• **THE TASK**:
Emit an exact copy of the lines running from the start of the records to the line containing "flux draws |", both included.

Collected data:
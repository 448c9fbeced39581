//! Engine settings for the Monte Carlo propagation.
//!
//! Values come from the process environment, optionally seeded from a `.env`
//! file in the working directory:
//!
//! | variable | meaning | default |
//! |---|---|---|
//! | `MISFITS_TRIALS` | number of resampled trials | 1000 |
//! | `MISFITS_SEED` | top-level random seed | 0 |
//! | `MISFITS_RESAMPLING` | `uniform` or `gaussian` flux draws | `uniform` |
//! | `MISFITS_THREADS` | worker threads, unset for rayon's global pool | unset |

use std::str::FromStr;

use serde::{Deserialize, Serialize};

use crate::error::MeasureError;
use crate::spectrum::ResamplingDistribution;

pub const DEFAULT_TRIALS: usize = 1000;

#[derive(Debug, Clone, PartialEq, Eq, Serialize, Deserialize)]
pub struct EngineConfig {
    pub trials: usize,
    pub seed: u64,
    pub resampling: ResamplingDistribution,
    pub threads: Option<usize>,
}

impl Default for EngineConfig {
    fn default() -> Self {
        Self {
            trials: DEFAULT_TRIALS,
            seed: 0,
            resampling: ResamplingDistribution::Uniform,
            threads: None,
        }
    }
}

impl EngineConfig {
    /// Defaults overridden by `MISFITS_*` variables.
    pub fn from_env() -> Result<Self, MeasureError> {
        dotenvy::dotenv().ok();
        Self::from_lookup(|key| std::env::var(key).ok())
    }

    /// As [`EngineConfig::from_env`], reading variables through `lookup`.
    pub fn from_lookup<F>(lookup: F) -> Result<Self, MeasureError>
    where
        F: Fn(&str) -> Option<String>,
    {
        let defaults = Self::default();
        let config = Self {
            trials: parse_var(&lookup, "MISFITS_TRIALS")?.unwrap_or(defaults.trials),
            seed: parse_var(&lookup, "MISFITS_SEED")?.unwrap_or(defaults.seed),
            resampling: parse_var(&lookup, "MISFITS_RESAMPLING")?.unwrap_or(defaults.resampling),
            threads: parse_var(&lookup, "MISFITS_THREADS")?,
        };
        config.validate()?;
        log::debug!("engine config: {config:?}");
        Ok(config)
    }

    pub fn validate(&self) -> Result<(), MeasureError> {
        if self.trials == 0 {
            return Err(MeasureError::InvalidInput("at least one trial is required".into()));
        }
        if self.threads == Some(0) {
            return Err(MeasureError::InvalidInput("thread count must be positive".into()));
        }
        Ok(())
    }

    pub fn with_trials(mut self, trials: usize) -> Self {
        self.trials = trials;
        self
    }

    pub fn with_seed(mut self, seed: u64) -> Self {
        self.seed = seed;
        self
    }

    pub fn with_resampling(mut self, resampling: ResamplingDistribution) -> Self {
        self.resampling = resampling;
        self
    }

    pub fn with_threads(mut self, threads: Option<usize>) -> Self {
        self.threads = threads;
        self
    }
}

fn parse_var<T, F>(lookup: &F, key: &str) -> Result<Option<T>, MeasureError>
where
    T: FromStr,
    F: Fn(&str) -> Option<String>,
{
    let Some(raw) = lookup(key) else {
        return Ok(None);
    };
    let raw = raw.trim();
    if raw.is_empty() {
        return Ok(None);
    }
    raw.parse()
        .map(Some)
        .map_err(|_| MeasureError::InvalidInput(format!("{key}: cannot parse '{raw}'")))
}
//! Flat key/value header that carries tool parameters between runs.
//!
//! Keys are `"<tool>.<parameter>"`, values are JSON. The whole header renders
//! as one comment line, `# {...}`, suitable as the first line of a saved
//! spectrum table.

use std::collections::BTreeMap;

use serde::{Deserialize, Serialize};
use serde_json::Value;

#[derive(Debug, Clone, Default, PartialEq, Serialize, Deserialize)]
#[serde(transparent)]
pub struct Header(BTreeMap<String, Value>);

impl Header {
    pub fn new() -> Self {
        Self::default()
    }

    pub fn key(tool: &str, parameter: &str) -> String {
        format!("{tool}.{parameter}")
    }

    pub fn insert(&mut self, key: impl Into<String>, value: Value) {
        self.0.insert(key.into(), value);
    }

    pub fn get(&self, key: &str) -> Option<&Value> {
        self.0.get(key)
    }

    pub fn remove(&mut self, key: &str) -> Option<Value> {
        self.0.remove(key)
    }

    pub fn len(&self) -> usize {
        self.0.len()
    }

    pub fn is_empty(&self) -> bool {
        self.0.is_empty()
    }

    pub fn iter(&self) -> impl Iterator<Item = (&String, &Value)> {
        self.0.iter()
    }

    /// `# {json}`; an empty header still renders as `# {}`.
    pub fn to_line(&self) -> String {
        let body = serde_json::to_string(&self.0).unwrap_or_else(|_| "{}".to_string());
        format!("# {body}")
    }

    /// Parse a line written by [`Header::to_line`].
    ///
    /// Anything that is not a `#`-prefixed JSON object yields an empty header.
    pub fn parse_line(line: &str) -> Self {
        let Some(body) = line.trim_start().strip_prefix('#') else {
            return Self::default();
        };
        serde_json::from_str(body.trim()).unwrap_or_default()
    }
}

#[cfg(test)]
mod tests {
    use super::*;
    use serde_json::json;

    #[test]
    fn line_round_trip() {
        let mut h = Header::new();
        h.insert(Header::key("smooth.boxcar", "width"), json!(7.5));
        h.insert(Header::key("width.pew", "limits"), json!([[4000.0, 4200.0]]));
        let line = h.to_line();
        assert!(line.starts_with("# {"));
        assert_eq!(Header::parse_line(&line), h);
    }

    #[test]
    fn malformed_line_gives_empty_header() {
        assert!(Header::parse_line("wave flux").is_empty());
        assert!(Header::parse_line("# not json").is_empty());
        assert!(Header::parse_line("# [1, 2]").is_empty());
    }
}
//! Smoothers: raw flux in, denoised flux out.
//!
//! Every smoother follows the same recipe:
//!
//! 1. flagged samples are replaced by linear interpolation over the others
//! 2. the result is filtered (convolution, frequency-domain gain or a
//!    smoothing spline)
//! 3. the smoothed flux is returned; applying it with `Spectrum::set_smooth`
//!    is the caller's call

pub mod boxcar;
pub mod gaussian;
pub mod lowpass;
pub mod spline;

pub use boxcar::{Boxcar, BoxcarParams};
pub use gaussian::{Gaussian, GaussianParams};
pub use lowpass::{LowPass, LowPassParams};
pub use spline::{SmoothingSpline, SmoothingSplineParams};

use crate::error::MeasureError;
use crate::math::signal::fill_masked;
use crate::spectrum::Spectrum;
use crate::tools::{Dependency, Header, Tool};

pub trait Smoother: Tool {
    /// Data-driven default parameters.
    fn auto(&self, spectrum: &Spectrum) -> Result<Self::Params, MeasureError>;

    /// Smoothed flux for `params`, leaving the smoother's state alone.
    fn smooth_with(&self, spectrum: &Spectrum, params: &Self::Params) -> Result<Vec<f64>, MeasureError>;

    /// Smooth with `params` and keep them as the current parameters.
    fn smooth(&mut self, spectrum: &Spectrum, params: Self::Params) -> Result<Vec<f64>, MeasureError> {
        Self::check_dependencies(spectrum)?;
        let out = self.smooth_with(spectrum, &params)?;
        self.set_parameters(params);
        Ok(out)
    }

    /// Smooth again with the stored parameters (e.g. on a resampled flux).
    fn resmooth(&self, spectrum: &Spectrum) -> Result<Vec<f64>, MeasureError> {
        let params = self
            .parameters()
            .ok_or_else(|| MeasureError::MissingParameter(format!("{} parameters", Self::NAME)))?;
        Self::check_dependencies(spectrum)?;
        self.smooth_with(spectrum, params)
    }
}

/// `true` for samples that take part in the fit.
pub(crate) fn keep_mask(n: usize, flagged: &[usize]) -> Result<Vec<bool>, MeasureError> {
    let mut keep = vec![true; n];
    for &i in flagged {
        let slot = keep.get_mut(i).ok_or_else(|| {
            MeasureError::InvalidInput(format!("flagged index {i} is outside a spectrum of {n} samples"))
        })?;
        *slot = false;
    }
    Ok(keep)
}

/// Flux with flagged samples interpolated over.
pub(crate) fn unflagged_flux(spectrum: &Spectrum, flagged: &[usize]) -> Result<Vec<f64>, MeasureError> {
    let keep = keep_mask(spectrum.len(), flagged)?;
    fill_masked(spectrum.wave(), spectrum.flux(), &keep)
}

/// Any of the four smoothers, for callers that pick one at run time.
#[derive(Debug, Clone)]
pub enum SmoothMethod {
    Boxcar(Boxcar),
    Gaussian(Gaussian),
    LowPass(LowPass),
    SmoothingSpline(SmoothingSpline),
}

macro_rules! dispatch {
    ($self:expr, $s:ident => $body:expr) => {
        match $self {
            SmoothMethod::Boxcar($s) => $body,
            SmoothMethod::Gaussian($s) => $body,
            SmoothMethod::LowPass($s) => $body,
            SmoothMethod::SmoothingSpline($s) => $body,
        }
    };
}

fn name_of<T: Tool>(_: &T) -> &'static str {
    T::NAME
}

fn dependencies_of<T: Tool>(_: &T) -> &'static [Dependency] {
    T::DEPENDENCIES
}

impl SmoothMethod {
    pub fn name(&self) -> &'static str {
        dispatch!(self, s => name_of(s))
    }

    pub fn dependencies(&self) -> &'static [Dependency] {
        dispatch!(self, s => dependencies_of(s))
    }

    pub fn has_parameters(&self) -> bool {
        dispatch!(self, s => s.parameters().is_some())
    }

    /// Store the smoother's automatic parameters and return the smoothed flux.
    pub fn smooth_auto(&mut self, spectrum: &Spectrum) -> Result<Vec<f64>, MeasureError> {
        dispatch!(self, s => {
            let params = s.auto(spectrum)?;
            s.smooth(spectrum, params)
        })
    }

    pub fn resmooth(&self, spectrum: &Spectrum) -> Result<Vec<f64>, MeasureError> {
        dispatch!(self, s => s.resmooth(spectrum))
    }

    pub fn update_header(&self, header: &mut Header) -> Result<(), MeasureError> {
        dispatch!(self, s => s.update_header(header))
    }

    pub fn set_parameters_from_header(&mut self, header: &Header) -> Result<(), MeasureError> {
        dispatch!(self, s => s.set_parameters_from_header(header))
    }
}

• **FINAL ANSWER**:
repository 448c9fbeced39581
//! Engine settings for the Monte Carlo propagation.
//!
//! Values come from the process environment, optionally seeded from a `.env`
//! file in the working directory:
//!
//! | variable | meaning | default |
//! |---|---|---|
//! | `MISFITS_TRIALS` | number of resampled trials | 1000 |
//! | `MISFITS_SEED` | top-level random seed | 0 |
//! | `MISFITS_RESAMPLING` | `uniform` or `gaussian` flux draws | `uniform` |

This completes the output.